What needs to be done
Go through the data and copy each line where the word "RecordingSubmitter" shows up.

Provided data: Begin

//! Unattended multi-model loop: make sure the judge is installed, then pull,
//! benchmark, persist, and submit each requested model in turn. A broken
//! model skips to the next one; only a missing judge stops the loop.

use crate::config::Config;
use crate::events::EventSink;
use crate::hardware::{MemoryProbe, SystemSnapshot};
use crate::ollama::OllamaClient;
use crate::pipeline::{CancelToken, Pipeline};
use crate::results::save_result;
use crate::submit::Submitter;
use anyhow::{Context, Result};
use std::path::Path;
use std::sync::Arc;

#[derive(Debug, Clone)]
pub struct AutopilotOptions {
    pub models: Vec<String>,
    pub token: String,
    /// Delete each test model after its run to reclaim disk space.
    pub auto_cleanup: bool,
}

/// What the loop got through. Returned for reporting; every outcome was
/// already emitted as events while it happened.
#[derive(Debug, Default)]
pub struct AutopilotSummary {
    pub completed: Vec<String>,
    pub skipped: Vec<String>,
    pub submitted: Vec<String>,
}

pub async fn run_autopilot(
    client: &OllamaClient,
    config: &Config,
    probe: Arc<dyn MemoryProbe>,
    snapshot: SystemSnapshot,
    submitter: &dyn Submitter,
    opts: &AutopilotOptions,
    events: EventSink,
    cancel: CancelToken,
) -> Result<AutopilotSummary> {
    // Without the judge nothing can be scored, so this failure is fatal.
    ensure_model(client, &config.judge_model, &events)
        .await
        .with_context(|| format!("Judge model '{}' is not usable", config.judge_model))?;

    let mut summary = AutopilotSummary::default();

    for model in &opts.models {
        if cancel.is_cancelled() {
            events.log("Cancelled: stopping autopilot.");
            break;
        }
        if model == &config.judge_model {
            events.log(format!("Skipping '{model}': it is the judge model."));
            summary.skipped.push(model.clone());
            continue;
        }

        if let Err(e) = ensure_model(client, model, &events).await {
            events.log(format!("Skipping '{model}': {e}"));
            tracing::warn!(model = %model, error = %e, "model unusable, skipping");
            summary.skipped.push(model.clone());
            continue;
        }

        events.log(format!("=== Benchmarking {model} ==="));
        let pipeline = Pipeline::new(
            client.clone(),
            config.clone(),
            Arc::clone(&probe),
            events.clone(),
            cancel.clone(),
        );
        let result = pipeline.run(model, snapshot.clone()).await;

        match save_result(Path::new(&config.results_dir), &result) {
            Ok(path) => events.log(format!("Saved result to {}", path.display())),
            Err(e) => events.log(format!("Could not save result for '{model}': {e}")),
        }

        match submitter.submit(&opts.token, &result) {
            Ok(receipt) => {
                events.log(format!("Submitted '{model}': {receipt}"));
                summary.submitted.push(model.clone());
            }
            Err(e) => events.log(format!("Submission failed for '{model}': {e}")),
        }

        if opts.auto_cleanup {
            match client.delete_model(model).await {
                Ok(()) => events.log(format!("Removed '{model}' after benchmarking.")),
                Err(e) => events.log(format!("Could not remove '{model}': {e}")),
            }
        }

        summary.completed.push(model.clone());
    }

    Ok(summary)
}

/// Make a model locally available, pulling it if necessary.
async fn ensure_model(client: &OllamaClient, model: &str, events: &EventSink) -> Result<()> {
    if client.is_available(model).await? {
        return Ok(());
    }

    events.log(format!("Pulling '{model}'..."));
    let progress_events = events.clone();
    let mut last_percent = None;
    client
        .pull_model(model, |progress| {
            let percent = progress.percent();
            if percent != last_percent {
                last_percent = percent;
                match percent {
                    Some(p) => progress_events.log(format!("Pulling '{model}': {p}%")),
                    None => progress_events.log(format!("Pulling '{model}': {}", progress.status)),
                }
            }
        })
        .await?;
    events.log(format!("Pulled '{model}'."));
    Ok(())
}

#[cfg(test)]
mod tests {
    use super::*;
    use crate::hardware::NullProbe;
    use crate::results::RunResult;
    use crate::submit::NullSubmitter;
    use std::sync::Mutex;
    use wiremock::{matchers, Mock, MockServer, ResponseTemplate};

    struct RecordingSubmitter {
        calls: Mutex<Vec<String>>,
    }

    impl RecordingSubmitter {
        fn new() -> Self {
            RecordingSubmitter {
                calls: Mutex::new(Vec::new()),
            }
        }
    }

    impl Submitter for RecordingSubmitter {
        fn submit(&self, _token: &str, result: &RunResult) -> Result<String> {
            self.calls.lock().unwrap().push(result.model.clone());
            Ok("receipt-1".to_string())
        }
    }

    fn test_config(url: &str, results_dir: &Path) -> Config {
        Config {
            ollama_url: url.to_string(),
            sample_interval_ms: 10,
            results_dir: results_dir.to_string_lossy().to_string(),
            ..Config::default()
        }
    }

    fn options(models: &[&str]) -> AutopilotOptions {
        AutopilotOptions {
            models: models.iter().map(|s| s.to_string()).collect(),
            token: "token".to_string(),
            auto_cleanup: false,
        }
    }

    async fn mount_tags(server: &MockServer, models: &[&str]) {
        let entries: Vec<serde_json::Value> = models
            .iter()
            .map(|m| serde_json::json!({"name": m}))
            .collect();
        Mock::given(matchers::method("GET"))
            .and(matchers::path("/tags"))
            .respond_with(
                ResponseTemplate::new(200)
                    .set_body_json(serde_json::json!({"models": entries})),
            )
            .mount(server)
            .await;
    }

    async fn mount_benchmark_endpoints(server: &MockServer) {
        Mock::given(matchers::method("POST"))
            .and(matchers::path("/show"))
            .respond_with(ResponseTemplate::new(200).set_body_json(serde_json::json!({
                "details": {"quantization_level": "Q4_0"}
            })))
            .mount(server)
            .await;
        Mock::given(matchers::method("POST"))
            .and(matchers::path("/generate"))
            .and(matchers::body_partial_json(serde_json::json!({"stream": true})))
            .respond_with(ResponseTemplate::new(200).set_body_raw(
                "{\"response\":\"answer\",\"done\":true}\n",
                "application/x-ndjson",
            ))
            .mount(server)
            .await;
        Mock::given(matchers::method("POST"))
            .and(matchers::path("/generate"))
            .and(matchers::body_partial_json(serde_json::json!({"stream": false})))
            .respond_with(ResponseTemplate::new(200).set_body_json(serde_json::json!({
                "response": "{\"score\": 6, \"issues\": [], \"comment\": \"ok\"}",
                "eval_count": 100,
                "eval_duration": 1_000_000_000u64,
                "done": true
            })))
            .mount(server)
            .await;
    }

    #[tokio::test]
    async fn missing_judge_is_fatal() {
        let server = MockServer::start().await;
        mount_tags(&server, &[]).await;
        Mock::given(matchers::method("POST"))
            .and(matchers::path("/pull"))
            .respond_with(ResponseTemplate::new(200).set_body_raw(
                "{\"error\":\"manifest not found\"}\n",
                "application/x-ndjson",
            ))
            .mount(&server)
            .await;

        let dir = tempfile::tempdir().unwrap();
        let config = test_config(&server.uri(), dir.path());
        let client = OllamaClient::with_base_url(server.uri());

        let err = run_autopilot(
            &client,
            &config,
            Arc::new(NullProbe),
            SystemSnapshot::unknown(),
            &NullSubmitter,
            &options(&["llama3:8b"]),
            EventSink::disabled(),
            CancelToken::new(),
        )
        .await
        .unwrap_err();

        assert!(err.to_string().contains("Judge model"), "{err:#}");
    }

    #[tokio::test]
    async fn unpullable_model_is_skipped_not_fatal() {
        let server = MockServer::start().await;
        let dir = tempfile::tempdir().unwrap();
        let config = test_config(&server.uri(), dir.path());
        mount_tags(&server, &[&config.judge_model]).await;
        Mock::given(matchers::method("POST"))
            .and(matchers::path("/pull"))
            .respond_with(ResponseTemplate::new(200).set_body_raw(
                "{\"error\":\"manifest not found\"}\n",
                "application/x-ndjson",
            ))
            .mount(&server)
            .await;

        let client = OllamaClient::with_base_url(server.uri());
        let summary = run_autopilot(
            &client,
            &config,
            Arc::new(NullProbe),
            SystemSnapshot::unknown(),
            &NullSubmitter,
            &options(&["ghost:latest"]),
            EventSink::disabled(),
            CancelToken::new(),
        )
        .await
        .unwrap();

        assert_eq!(summary.skipped, vec!["ghost:latest"]);
        assert!(summary.completed.is_empty());
    }

    #[tokio::test]
    async fn judge_model_in_the_list_is_skipped() {
        let server = MockServer::start().await;
        let dir = tempfile::tempdir().unwrap();
        let config = test_config(&server.uri(), dir.path());
        let judge = config.judge_model.clone();
        mount_tags(&server, &[judge.as_str()]).await;

        let client = OllamaClient::with_base_url(server.uri());
        let summary = run_autopilot(
            &client,
            &config,
            Arc::new(NullProbe),
            SystemSnapshot::unknown(),
            &NullSubmitter,
            &options(&[judge.as_str()]),
            EventSink::disabled(),
            CancelToken::new(),
        )
        .await
        .unwrap();

        assert_eq!(summary.skipped, vec![judge]);
        assert!(summary.completed.is_empty());
    }

    #[tokio::test]
    async fn completed_run_is_saved_and_submitted() {
        let server = MockServer::start().await;
        let dir = tempfile::tempdir().unwrap();
        let config = test_config(&server.uri(), dir.path());
        mount_tags(&server, &[config.judge_model.as_str(), "llama3:8b"]).await;
        mount_benchmark_endpoints(&server).await;

        let client = OllamaClient::with_base_url(server.uri());
        let submitter = RecordingSubmitter::new();
        let summary = run_autopilot(
            &client,
            &config,
            Arc::new(NullProbe),
            SystemSnapshot::unknown(),
            &submitter,
            &options(&["llama3:8b"]),
            EventSink::disabled(),
            CancelToken::new(),
        )
        .await
        .unwrap();

        assert_eq!(summary.completed, vec!["llama3:8b"]);
        assert_eq!(summary.submitted, vec!["llama3:8b"]);
        assert_eq!(*submitter.calls.lock().unwrap(), vec!["llama3:8b"]);

        let saved: Vec<_> = std::fs::read_dir(dir.path()).unwrap().collect();
        assert_eq!(saved.len(), 1);
    }

    #[tokio::test]
    async fn submission_failure_does_not_stop_the_loop() {
        let server = MockServer::start().await;
        let dir = tempfile::tempdir().unwrap();
        let config = test_config(&server.uri(), dir.path());
        mount_tags(&server, &[config.judge_model.as_str(), "a:1", "b:1"]).await;
        mount_benchmark_endpoints(&server).await;

        let client = OllamaClient::with_base_url(server.uri());
        let summary = run_autopilot(
            &client,
            &config,
            Arc::new(NullProbe),
            SystemSnapshot::unknown(),
            &NullSubmitter,
            &options(&["a:1", "b:1"]),
            EventSink::disabled(),
            CancelToken::new(),
        )
        .await
        .unwrap();

        assert_eq!(summary.completed, vec!["a:1", "b:1"]);
        assert!(summary.submitted.is_empty());
    }

    #[tokio::test]
    async fn auto_cleanup_deletes_the_model_afterwards() {
        let server = MockServer::start().await;
        let dir = tempfile::tempdir().unwrap();
        let config = test_config(&server.uri(), dir.path());
        mount_tags(&server, &[config.judge_model.as_str(), "llama3:8b"]).await;
        mount_benchmark_endpoints(&server).await;
        Mock::given(matchers::method("DELETE"))
            .and(matchers::path("/delete"))
            .respond_with(ResponseTemplate::new(200))
            .expect(1)
            .mount(&server)
            .await;

        let client = OllamaClient::with_base_url(server.uri());
        let opts = AutopilotOptions {
            auto_cleanup: true,
            ..options(&["llama3:8b"])
        };
        run_autopilot(
            &client,
            &config,
            Arc::new(NullProbe),
            SystemSnapshot::unknown(),
            &NullSubmitter,
            &opts,
            EventSink::disabled(),
            CancelToken::new(),
        )
        .await
        .unwrap();
    }
}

Provided data: End

Output of the exercise
    struct RecordingSubmitter {
    impl RecordingSubmitter {
            RecordingSubmitter {
    impl Submitter for RecordingSubmitter {
        let submitter = RecordingSubmitter::new();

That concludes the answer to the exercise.